From three locations, the Toftes’ five children and four of their six grandchildren dialed in.

“How do you say goodbye?” Lori asked. “Are there words for saying goodbye to your parents? The last time we were all together, we were all together at that birthday party, and now we were saying goodbye.”


Each of the children said, in their own way, that they had the greatest parents in the world. They promised to work hard and make sure the print shop would keep running.

Through tears, Michelle’s children sang a song that Merle and Dee used to sing to each other often: “A Bushel and a Peck.”

The nurses told the family that Merle and Dee were comfortable, and sedated, and able to hear everything.

“We said our goodbyes and gave them all the love we could,” Lori said. “It’s hard to come up with words for stuff like this, because there isn’t a word.

“We couldn’t be with them, we couldn’t hold their hands or stroke their faces or be close to them.”

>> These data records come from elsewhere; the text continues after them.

//! The foreground data path of the tidefs copy-on-write, multi-device
//! filesystem: reads, writes, and background data movement between the
//! page-cache layer above and the extent index below.
//!
//! # Shape
//!
//! The engine is five cooperating pieces, leaves first:
//!
//! - the bounce pool: page-granular scratch memory with a reserved
//!   fallback so reads and writes can always make progress;
//! - the codec: stateless checksum/compression/encryption transforms with
//!   keystream coordinates derived from `(version, chunk)`;
//! - the write pipeline: reservation, chunked encode, parallel replica
//!   fan-out, copy-on-write index insert;
//! - the read pipeline: extent resolution, replica pick, verify/decode in
//!   a cost-chosen completion context, retry across replicas, promotion,
//!   opportunistic checksum narrowing;
//! - the move engine: background passes (rereplicate, migrate, tiering)
//!   that rewrite extents and splice new pointers in without ever losing
//!   a concurrent foreground write.
//!
//! The extent index, allocator, and journal are collaborators behind
//! narrow seams ([`ExtentIndex`], [`Allocator`], [`Journal`]); reference
//! implementations live in-crate so the engine is self-contained, but no
//! durable state is owned here.
//!
//! # Example
//!
//! ```
//! use std::time::Duration;
//! use tidefs_datapath::{
//!     DataPathConfig, Device, Filesystem, MemoryBackend, Pos, ReadRequest, WriteOp,
//! };
//!
//! # #[tokio::main(flavor = "current_thread")]
//! # async fn main() {
//! let cfg = DataPathConfig::builder().build().unwrap();
//! let devices = (0..2)
//!     .map(|id| Device::new(id, 0, MemoryBackend::new(16 << 20), Duration::from_millis(100)))
//!     .collect();
//! let fs = Filesystem::mount(cfg, devices).unwrap();
//!
//! let payload = bytes::Bytes::from(vec![7u8; 4096]);
//! let op = WriteOp::new(Pos::new(1, 0), fs.config().io_opts());
//! fs.write(op, payload.clone()).await.unwrap();
//!
//! let read = fs.read(ReadRequest::new(1, 0, 8)).await.unwrap();
//! assert_eq!(read, payload);
//! # }
//! ```

mod alloc;
mod bounce;
mod codec;
mod config;
mod counters;
mod device;
mod ewma;
mod extent;
mod index;
mod journal;
mod read;
mod relocate;
mod write;

#[cfg(test)]
mod tests;

use std::{
    collections::BTreeMap,
    collections::BTreeSet,
    sync::atomic::{AtomicBool, AtomicU64, Ordering},
    sync::Arc,
};

use bytes::Bytes;
use parking_lot::Mutex;
use tracing::info;

pub use crate::{
    alloc::{AllocError, Allocator, Reservation, WritePoint},
    bounce::{BounceBuf, BouncePool},
    codec::{
        checksum, compress, decompress, decompress_inplace, encrypt, rechecksum, verify,
        CodecError, CompressionType, Csum, CsumType, EncryptionKey, ExtentNonce,
    },
    config::{
        BuildError, DataPathConfig, DataPathConfigBuilder, IoOpts, PAGE_SIZE, SECTOR_SIZE,
    },
    counters::{Counters, DataType},
    device::{BlockBackend, Device, DeviceError, FileBackend, MemoryBackend},
    extent::{
        CrcDescriptor, DeviceId, DeviceSet, ExtentKey, Pointer, Pos, StoredRange, MAX_REPLICAS,
    },
    index::{ExtentIndex, IndexError, InsertFlags, MemoryIndex},
    journal::{Journal, JournalRes},
    read::{ReadError, ReadFlags, ReadRequest},
    relocate::{DataJob, JobStats, KeyRange, MoveError, MoveOptions},
    write::{WriteError, WriteFlags, WriteOp, WriteOutcome},
};

/// A mounted data path: devices, collaborator seams, pools, and counters.
///
/// Counters and pools live for the mount and are torn down with it; all
/// durable state belongs to the index, journal, and replicas table.
#[derive(Debug)]
pub struct Filesystem {
    pub(crate) cfg: DataPathConfig,
    pub(crate) devices: Vec<Arc<Device>>,
    pub(crate) index: Arc<dyn ExtentIndex>,
    pub(crate) alloc: Allocator,
    pub(crate) journal: Journal,
    pub(crate) bounce: BouncePool,
    pub(crate) counters: Counters,
    version: AtomicU64,
    read_only: AtomicBool,
    /// Which replica sets exist on which devices, as the superblock
    /// records it.
    replicas_table: Mutex<BTreeSet<Vec<DeviceId>>>,
    #[cfg(test)]
    race_fault: AtomicBool,
}

impl Filesystem {
    /// Mounts the data path over the given devices with the reference
    /// index.
    pub fn mount(
        cfg: DataPathConfig,
        devices: Vec<Arc<Device>>,
    ) -> Result<Arc<Self>, BuildError> {
        Self::mount_with_index(cfg, devices, Arc::new(MemoryIndex::new()))
    }

    /// Mounts the data path with a caller-provided extent index engine.
    pub fn mount_with_index(
        cfg: DataPathConfig,
        devices: Vec<Arc<Device>>,
        index: Arc<dyn ExtentIndex>,
    ) -> Result<Arc<Self>, BuildError> {
        if devices.is_empty() {
            return Err(BuildError::InvalidParameter {
                param_name: "devices",
                reason: "at least one device is required".to_string(),
            });
        }
        let mut seen = DeviceSet::default();
        for dev in &devices {
            if dev.id() >= 64 {
                return Err(BuildError::InvalidParameter {
                    param_name: "devices",
                    reason: "device ids must be below 64".to_string(),
                });
            }
            if seen.contains(dev.id()) {
                return Err(BuildError::InvalidParameter {
                    param_name: "devices",
                    reason: format!("duplicate device id {}", dev.id()),
                });
            }
            seen.insert(dev.id());
        }

        let alloc = Allocator::new(devices.clone(), cfg.bucket_size);
        let bounce = BouncePool::new(cfg.encoded_extent_max, cfg.bounce_reserve_slabs);
        info!(
            devices = devices.len(),
            replicas = cfg.replicas,
            "mounting data path"
        );
        Ok(Arc::new(Self {
            cfg,
            devices,
            index,
            alloc,
            journal: Journal::new(),
            bounce,
            counters: Counters::new(),
            version: AtomicU64::new(1),
            read_only: AtomicBool::new(false),
            replicas_table: Mutex::new(BTreeSet::new()),
            #[cfg(test)]
            race_fault: AtomicBool::new(false),
        }))
    }

    pub fn config(&self) -> &DataPathConfig {
        &self.cfg
    }

    pub fn counters(&self) -> &Counters {
        &self.counters
    }

    pub fn index(&self) -> &Arc<dyn ExtentIndex> {
        &self.index
    }

    pub fn journal(&self) -> &Journal {
        &self.journal
    }

    pub fn devices(&self) -> &[Arc<Device>] {
        &self.devices
    }

    /// Writes `payload` at the op's position, returning once the extent
    /// index covers the range with durable replicas.
    pub async fn write(
        self: &Arc<Self>,
        op: WriteOp,
        payload: Bytes,
    ) -> Result<WriteOutcome, WriteError> {
        write::execute(self, op, payload).await
    }

    /// Reads plaintext for the requested range; absent regions are
    /// zero-filled.
    pub async fn read(self: &Arc<Self>, req: ReadRequest) -> Result<Bytes, ReadError> {
        read::execute(self, req).await
    }

    /// Runs one background data job to completion and returns its stats.
    pub async fn data_job(
        self: &Arc<Self>,
        job: DataJob,
        opts: MoveOptions,
    ) -> Result<JobStats, MoveError> {
        relocate::run(self, job, opts).await
    }

    /// Whether the data path accepts writes.
    pub fn is_read_only(&self) -> bool {
        self.read_only.load(Ordering::Acquire)
    }

    pub fn set_read_only(&self, read_only: bool) {
        self.read_only.store(read_only, Ordering::Release);
    }

    /// Stops accepting writes and waits for in-flight device I/O.
    pub async fn unmount(&self) {
        self.set_read_only(true);
        for dev in &self.devices {
            dev.drain().await;
        }
        info!("data path unmounted");
    }

    /// Per-tier extent usage, derived from the index.
    pub fn usage(&self) -> BTreeMap<u8, TierUsage> {
        let mut usage: BTreeMap<u8, TierUsage> = BTreeMap::new();
        self.index.for_each(&mut |key| {
            for ptr in &key.ptrs {
                let tier = self.device(ptr.dev).tier();
                let entry = usage.entry(tier).or_default();
                if key.is_compressed() {
                    entry.compressed_extents += 1;
                    entry.compressed_sectors += u64::from(key.stored_sectors());
                } else {
                    entry.uncompressed_extents += 1;
                    entry.uncompressed_sectors += u64::from(key.stored_sectors());
                }
            }
        });
        usage
    }

    /// Whether the superblock replicas table records an entry covering
    /// exactly these devices.
    pub fn replicas_marked(&self, devs: &[DeviceId]) -> bool {
        let mut devs = devs.to_vec();
        devs.sort_unstable();
        devs.dedup();
        self.replicas_table.lock().contains(&devs)
    }

    pub(crate) fn device(&self, id: DeviceId) -> Arc<Device> {
        self.devices
            .iter()
            .find(|d| d.id() == id)
            .cloned()
            .expect("extent pointer references an unknown device")
    }

    pub(crate) fn has_device(&self, id: DeviceId) -> bool {
        self.devices.iter().any(|d| d.id() == id)
    }

    /// Allocates a fresh write version.  Monotonic, never reused.
    pub(crate) fn fresh_version(&self) -> u64 {
        self.version.fetch_add(1, Ordering::AcqRel)
    }

    /// Records which devices hold a copy of this key's dirty data.
    pub(crate) fn mark_replicas(&self, key: &ExtentKey) {
        let mut devs: Vec<DeviceId> = key
            .ptrs
            .iter()
            .filter(|p| p.is_dirty())
            .map(|p| p.dev)
            .collect();
        if devs.is_empty() {
            return;
        }
        devs.sort_unstable();
        devs.dedup();
        self.replicas_table.lock().insert(devs);
    }

    /// Test hook: pretend the next cached-pointer check hit the stale
    /// race.  Distinct from real device-generation mismatch.
    #[cfg(test)]
    pub(crate) fn arm_race_fault(&self) {
        self.race_fault.store(true, Ordering::Release);
    }

    #[cfg(test)]
    pub(crate) fn race_fault_fired(&self) -> bool {
        self.race_fault.swap(false, Ordering::AcqRel)
    }

    #[cfg(not(test))]
    pub(crate) fn race_fault_fired(&self) -> bool {
        false
    }
}

/// Usage of one storage tier, as exposed to observability tooling.
#[derive(Clone, Copy, Debug, Default, PartialEq, Eq)]
pub struct TierUsage {
    pub compressed_extents: u64,
    pub uncompressed_extents: u64,
    pub compressed_sectors: u64,
    pub uncompressed_sectors: u64,
}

The plan was to bury them on March 25, when Michelle was out of quarantine.  With gatherings limited to 10 people, the family got permission from Clark County Public Health for 12 people, as long as they followed social distancing.

On March 20 — five days before the planned burial — Gov. Jay Inslee banned funeral homes from having any kind of service. So the Tofte siblings had their parents buried without a service on March 25, and gathered as a family via FaceTime to share a moment of silence and say prayers, and then spent an hour or so telling stories.

Merle and Dee Tofte were buried side by side, in their matching pajamas. Dee wore the watch Merle had given her.